Optional: BM-DC generation also works from frozen bone-marrow, however in our experience the yield of fully-differentiated BM-DCs is decreased.

Figure 3.

Critical steps of bone marrow isolation and BM-DC differentiation

Harvest of fully differentiated BM-DCs and antigen loading

Timing: 5–6 h

• 8.
  Day 6–7: Harvest fully differentiated BM-DCs (troubleshooting 2).

  • a.
    Check cell morphology and confluency under the microscope (Figure 4A).
  • b.
    Carefully remove 6 mL of media directly from surface.
  • c.
    With the remaining media detach loosely attached cells by pipetting over the dish several times.

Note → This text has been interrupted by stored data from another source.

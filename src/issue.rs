//! # The simplified issue
//!
//! The shape that the proxy hands to the frontend: flat names instead of
//! nested Jira entities and rendered HTML instead of ADF documents.

use crate::jira::{RawAttachment, RawComment, RawIssue, RawSubtask};
use crate::render::render;
use serde::Serialize;

/// What is shown when nobody is assigned to an issue
pub const UNASSIGNED: &str = "Unassigned";

#[derive(Debug, Clone, PartialEq, Serialize)]
pub struct IssueView {
    pub key: String,
    pub summary: Option<String>,
    /// The description, rendered to HTML
    pub description: String,
    pub status: String,
    pub priority: Option<String>,
    pub assignee: String,
    pub issue_type: String,
    pub created: String,
    pub updated: String,
    pub subtasks: Vec<SubtaskView>,
    pub attachments: Vec<AttachmentView>,
    pub comments: Vec<CommentView>,
}

#[derive(Debug, Clone, PartialEq, Serialize)]
pub struct SubtaskView {
    pub key: String,
    pub summary: String,
    pub status: String,
}

#[derive(Debug, Clone, PartialEq, Serialize)]
pub struct AttachmentView {
    pub filename: String,
    pub url: String,
    pub size: u64,
}

#[derive(Debug, Clone, PartialEq, Serialize)]
pub struct CommentView {
    pub author: String,
    /// The comment body, rendered to HTML
    pub body: String,
    pub created: String,
}

impl From<RawIssue> for IssueView {
    fn from(issue: RawIssue) -> Self {
        let fields = issue.fields;
        Self {
            key: issue.key,
            summary: fields.summary,
            description: render(fields.description.as_ref()),
            status: fields.status.name,
            priority: fields.priority.map(|p| p.name),
            assignee: fields
                .assignee
                .map(|a| a.display_name)
                .unwrap_or_else(|| UNASSIGNED.to_owned()),
            issue_type: fields.issue_type.name,
            created: fields.created,
            updated: fields.updated,
            subtasks: fields.subtasks.into_iter().map(SubtaskView::from).collect(),
            attachments: fields
                .attachment
                .into_iter()
                .map(AttachmentView::from)
                .collect(),
            comments: fields
                .comment
                .comments
                .into_iter()
                .map(CommentView::from)
                .collect(),
        }
    }
}

impl From<RawSubtask> for SubtaskView {
    fn from(subtask: RawSubtask) -> Self {
        Self {
            key: subtask.key,
            summary: subtask.fields.summary,
            status: subtask.fields.status.name,
        }
    }
}

impl From<RawAttachment> for AttachmentView {
    fn from(attachment: RawAttachment) -> Self {
        Self {
            filename: attachment.filename,
            url: attachment.content,
            size: attachment.size,
        }
    }
}

impl From<RawComment> for CommentView {
    fn from(comment: RawComment) -> Self {
        Self {
            author: comment.author.display_name,
            body: render(comment.body.as_ref()),
            created: comment.created,
        }
    }
}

    CRITICAL: Post differentiation, do not use highly adherent cells as most of these cells do not represent mature BM-DCs (Helft et al., 2015).

  • d.
    Transfer cell suspension in a 15 mL falcon and count cells.
• 9.
  Antigen loading of BM-DCs.

  • a.
    Spin down cell suspension at 500 g for 5 min at room temperature and discard the supernatant.
  • b.
    Resuspend 2 × 106 cells in 2 mL culture medium per well and plate in a 6 well plate.
  • c.
    Immediately add 10 μg/mL MOG35–55 (freshly thawed aliquot).

    Note: Always plate a little more BM-DCs than needed. Not all cells can be recovered after scraping and additional suspension is needed for the dead volume of the syringe and BM-DC quality control.

  • d.
    Incubate cells for 5–6 h in a 37°C, 5%CO₂ incubator.

Figure 4.

Quality control of antigen-loaded BM-DCs

(A and B) Morphology of BM-DC cultures during differentiation (A) and quality control of MOG_35–55 loaded BM-DCs by flow cytometry (B). Scale bars = 500 μM, cells are gated for viable CD11c⁺ DCs and further assessed for their CD80, CD86, MHC-II, and MHC-I surface expression.

Transfer of antigen-loaded DCs and quality control

Timing: 1 h

This step describes adoptive transfer of antigen loaded bone-marrow derived dendritic cells and their quality control. The quantity of cell transfers and the exact timing might be adapted depending on the biological question.

• 10.
  Harvest of MOG-loaded BM-DCs.

  • a.
    Visually check cells (upon antigen loading DCs usually loosely attach to the dish) under the microscope.
  • b.
    Gently detach DCs by using a cell scraper.
  • c.
    Transfer cell suspension into a 15 mL falcon.
  • d.
    Determine cell number.
  • e.
    Spin down cell suspension at 500 g for 5 min at room temperature and discard the supernatant.
  • f.
    Resuspend cells in sterile PBS at a concentration of 1 × 107 cells/mL. You will require 50 μL per mouse plus 100 μL excess volume if syringes with dead-volume are used.
  • g.
    Transfer cell suspension in an Eppendorf tube (2 mL or 5 mL) and store cells on ice until injections. Injections should be performed immediately.
  • h.
    Keep a cell aliquot for the quality control (step 12).
• 11.
  Transfer of cells.

  • a.
    Randomize mice across experimental groups/conditions.
  • b.
    Anaesthetize mice with isoflurane (2%–4% under constant oxygen flow).
  • c.
    Draw BM-DC cell suspension into a 1 mL syringe and mount a 27G needle.
  • d.
    Intravenously inject each mouse with 50 μL of the DC cell suspension via the retro-orbital sinusoid.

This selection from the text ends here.